Weirdly enough, the "slick disco" isn't as much of a problem for me as the slick jazz. I've been tussling with my dad over Donna Summer and my growing appreciation for her this last week, but he loves Steely Dan in a way that I don't get. It sounds too much like the theme from 'Taxi.'
And, given the choice of studio lunacy, I'll take 10cc any day. At least they seemed like they were having fun, rather than placing a coke-fueled chrome polish onto Randy Newman song suites. Out of 10, I'd put it Aja at 5.5 or so, a bit above "I'm Your Captain." Maybe I'm wrong, and maybe I'll listen to it again in five years.

As for Rundgren, I'm a big Nazz fan but never really knew anything from his solo career outside of Bang on a Drum... Hermit of Mink Hollow is apparently about his breakup with Bebe Neuworth (or whatever her last name is), the relationship that spawned Liv Tyler (kinda). But listening to it really just crystalizes why punk must have been so exciting, and why saxophones have totally dropped out of the rock lexicon. It's not that the sax is a bad instrument, or unsuited for rock, it's just that folks like Rundgren used it as a patina of soulfulness over extremely white licks. Of course, I hate the E Street Band, so whaddo I know? But this album is so packed with self-indulgent pap that it makes Steely Dan sound positively lean and populist. The tortured rhymes of "Lucky Guy" ('And when there's pain he never minds it/ when it's lost he always finds it') sound like they were written as theme songs for angsty tv shows about blondes with teased hair. Despite the Big Star theme of That '70s Show, this is the MOR shit that sums up their aesthetic. For anyone reading, I'm listening so you don't have to. Even the 'rockers' like "Out of Control" sound more like wanky Paul Sabu than, say, KISS. Where did the Rundgren that was so beautifully psychadelic in The Nazz go? When Rundgren threatens to go 'totally out of control,' his rampage means having a couple of beers and maybe letting the air out of his neighbor's tires. And the ballads are one of the strongest arguments for that now-dismissed canard that 'music sucked during the '70s.' If I heard this on the radio, I can only imagine that heroin, safety pin jewelry and nihilism would seem like the only acceptable answer.

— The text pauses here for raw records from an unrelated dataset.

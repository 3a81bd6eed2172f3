//! Student bookings of class listings and their payment state.

use std::fmt;

use chrono::{DateTime, Utc};
use serde::{Deserialize, Serialize};
use utoipa::ToSchema;
use uuid::Uuid;

use super::class_listing::{ClassId, ClassListing};
use super::user::Email;

/// Booking identifier.
#[derive(Debug, Clone, Copy, PartialEq, Eq, Hash, Serialize, Deserialize, ToSchema)]
#[serde(transparent)]
#[schema(value_type = String, format = Uuid)]
pub struct BookingId(Uuid);

impl BookingId {
    /// Generate a new random identifier.
    pub fn random() -> Self {
        Self(Uuid::new_v4())
    }

    /// Parse a path segment into an identifier.
    pub fn parse(raw: &str) -> Result<Self, uuid::Error> {
        Uuid::parse_str(raw.trim()).map(Self)
    }

    /// Access the underlying UUID.
    pub fn as_uuid(&self) -> &Uuid {
        &self.0
    }
}

impl From<Uuid> for BookingId {
    fn from(value: Uuid) -> Self {
        Self(value)
    }
}

impl fmt::Display for BookingId {
    fn fmt(&self, f: &mut fmt::Formatter<'_>) -> fmt::Result {
        write!(f, "{}", self.0)
    }
}

/// Booking lifecycle state.
#[derive(Debug, Clone, Copy, PartialEq, Eq, Default, Serialize, Deserialize, ToSchema)]
#[serde(rename_all = "lowercase")]
pub enum BookingStatus {
    #[default]
    Booked,
    Paid,
}

impl BookingStatus {
    /// Storage and wire representation.
    pub fn as_str(self) -> &'static str {
        match self {
            Self::Booked => "booked",
            Self::Paid => "paid",
        }
    }

    /// Parse the storage representation, treating unknown values as booked.
    pub fn from_storage(raw: &str) -> Self {
        match raw {
            "paid" => Self::Paid,
            _ => Self::Booked,
        }
    }
}

/// Completed payment attached to a booking.
#[derive(Debug, Clone, PartialEq, Eq, Serialize, Deserialize, ToSchema)]
#[serde(rename_all = "camelCase")]
pub struct PaymentRecord {
    pub transaction_id: String,
    pub paid_at: DateTime<Utc>,
}

/// Stored booking.
#[derive(Debug, Clone, PartialEq, Eq, Serialize, Deserialize, ToSchema)]
#[serde(rename_all = "camelCase")]
pub struct Booking {
    pub id: BookingId,
    pub class_id: ClassId,
    pub class_title: String,
    #[schema(value_type = String)]
    pub student_email: Email,
    #[schema(value_type = String)]
    pub instructor_email: Email,
    pub price_cents: u64,
    #[serde(default, skip_serializing_if = "Option::is_none")]
    pub payment: Option<PaymentRecord>,
    pub status: BookingStatus,
}

impl Booking {
    /// New unpaid booking snapshotting the listing's title and price.
    pub fn for_listing(id: BookingId, listing: &ClassListing, student_email: Email) -> Self {
        Self {
            id,
            class_id: listing.id,
            class_title: listing.title.clone(),
            student_email,
            instructor_email: listing.instructor_email.clone(),
            price_cents: listing.price_cents,
            payment: None,
            status: BookingStatus::Booked,
        }
    }

    /// Record a payment and flip the status.
    pub fn mark_paid(&mut self, payment: PaymentRecord) {
        self.payment = Some(payment);
        self.status = BookingStatus::Paid;
    }
}
//! Server construction and middleware wiring.

mod config;
mod settings;
mod state_builders;

pub use config::ServerConfig;
pub use settings::AppSettings;

use state_builders::build_http_state;

use actix_web::dev::{Server, ServiceFactory, ServiceRequest, ServiceResponse};
use actix_web::{App, HttpServer, web};

use academy::Trace;
#[cfg(debug_assertions)]
use academy::doc::ApiDoc;
use academy::inbound::http::configure;
use academy::inbound::http::health::HealthState;
use academy::inbound::http::state::HttpState;
#[cfg(debug_assertions)]
use utoipa::OpenApi;
#[cfg(debug_assertions)]
use utoipa_swagger_ui::SwaggerUi;

fn build_app(
    health_state: web::Data<HealthState>,
    http_state: web::Data<HttpState>,
) -> App<
    impl ServiceFactory<
        ServiceRequest,
        Config = (),
        Response = ServiceResponse,
        Error = actix_web::Error,
        InitError = (),
    >,
> {
    let app = App::new()
        .app_data(health_state)
        .app_data(http_state)
        .wrap(Trace)
        .configure(configure);

    #[cfg(debug_assertions)]
    let app = app.service(SwaggerUi::new("/docs").url("/api-docs/openapi.json", ApiDoc::openapi()));

    app
}

/// Construct an Actix HTTP server using the provided health state and configuration.
///
/// # Errors
/// Propagates [`std::io::Error`] when binding the socket fails.
pub fn create_server(
    health_state: web::Data<HealthState>,
    config: ServerConfig,
) -> std::io::Result<Server> {
    let server_health_state = health_state.clone();
    let http_state = build_http_state(&config);

    let server = HttpServer::new(move || build_app(server_health_state.clone(), http_state.clone()))
        .bind(config.bind_addr)?
        .run();

    health_state.mark_ready();
    Ok(server)
}
//! OpenAPI schema definitions for the domain error payload.
//!
//! [`crate::domain::Error`] serialises through a private DTO, so its wire
//! shape is described here rather than derived on the domain type.

use utoipa::ToSchema;

/// OpenAPI schema for [`crate::domain::ErrorCode`].
#[derive(ToSchema)]
#[schema(as = ErrorCode)]
pub enum ErrorCodeSchema {
    /// The request is malformed or fails validation.
    #[schema(rename = "invalid_request")]
    InvalidRequest,
    /// Authentication failed or is missing.
    #[schema(rename = "unauthorized")]
    Unauthorized,
    /// Authenticated but not permitted to perform this action.
    #[schema(rename = "forbidden")]
    Forbidden,
    /// The requested resource does not exist.
    #[schema(rename = "not_found")]
    NotFound,
    /// The request conflicts with the resource's current state.
    #[schema(rename = "conflict")]
    Conflict,
    /// A backing service is unreachable.
    #[schema(rename = "service_unavailable")]
    ServiceUnavailable,
    /// An unexpected error occurred on the server.
    #[schema(rename = "internal_error")]
    InternalError,
}

/// OpenAPI schema for [`crate::domain::Error`].
#[derive(ToSchema)]
#[schema(as = Error, rename_all = "camelCase")]
#[expect(
    dead_code,
    reason = "Used only for OpenAPI schema generation via utoipa"
)]
pub struct ErrorSchema {
    /// Always `true`; lets clients branch on a single flag.
    #[schema(example = true)]
    error: bool,
    /// Stable machine-readable error code.
    #[schema(example = "invalid_request")]
    code: ErrorCodeSchema,
    /// Human-readable message returned to clients.
    #[schema(example = "class not found")]
    message: String,
    /// Correlation identifier, also sent in the `trace-id` header.
    #[schema(example = "3fa85f64-5717-4562-b3fc-2c963f66afa6")]
    trace_id: Option<String>,
    /// Supplementary error details for clients.
    details: Option<serde_json::Value>,
}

So, today's score is two "classic" albums that I'd never heard and now vaguely wish I hadn't. At least the Steely Dan seems like it might be worth listening to again, sometime when I'm going to have totally shitfaced sex with a girl I don't like very much. I can't imagine ever having sex to Rundgren.

Monday, April 03, 2006


Jon Moody, a pal of mine, challenged me to make him a mix that was only 25% guitar rock.
Here's what I came up with:

Moody (Spaced Out) ESG
Handclapping Song The Meters
spin the impossible dreamers
Deep Soul Pt. 1 Ron Buford
Mama Too Tight Archie Shepp
Trance Space Flying Rhythms
Oui Oui Pulsallama
Chinese Black The Neon Judgement
The Rat Kissed the Cat Funkadelic
stand on the word the joubert singers
It's A Nice World To Visit (But Not To Live In) Ann-Margret
break the ice at parties tesco bombers
'Guys are not proud (7'') (Red Sweater) The Anemic Boyfriends
up and above dub P1/E
Good As Gold - Flexible Skulls Tiga
They Don't Want Your Corn They Want Your Kids Liars
Second Song Afrirampo
The Taster Wild Man Fischer
No You Can't Take Them Stuart Hyatt
College Grad The Mutants

Only one of the tracks is guitar rock per se, but there's a fair balance there... His mix was pretty good too.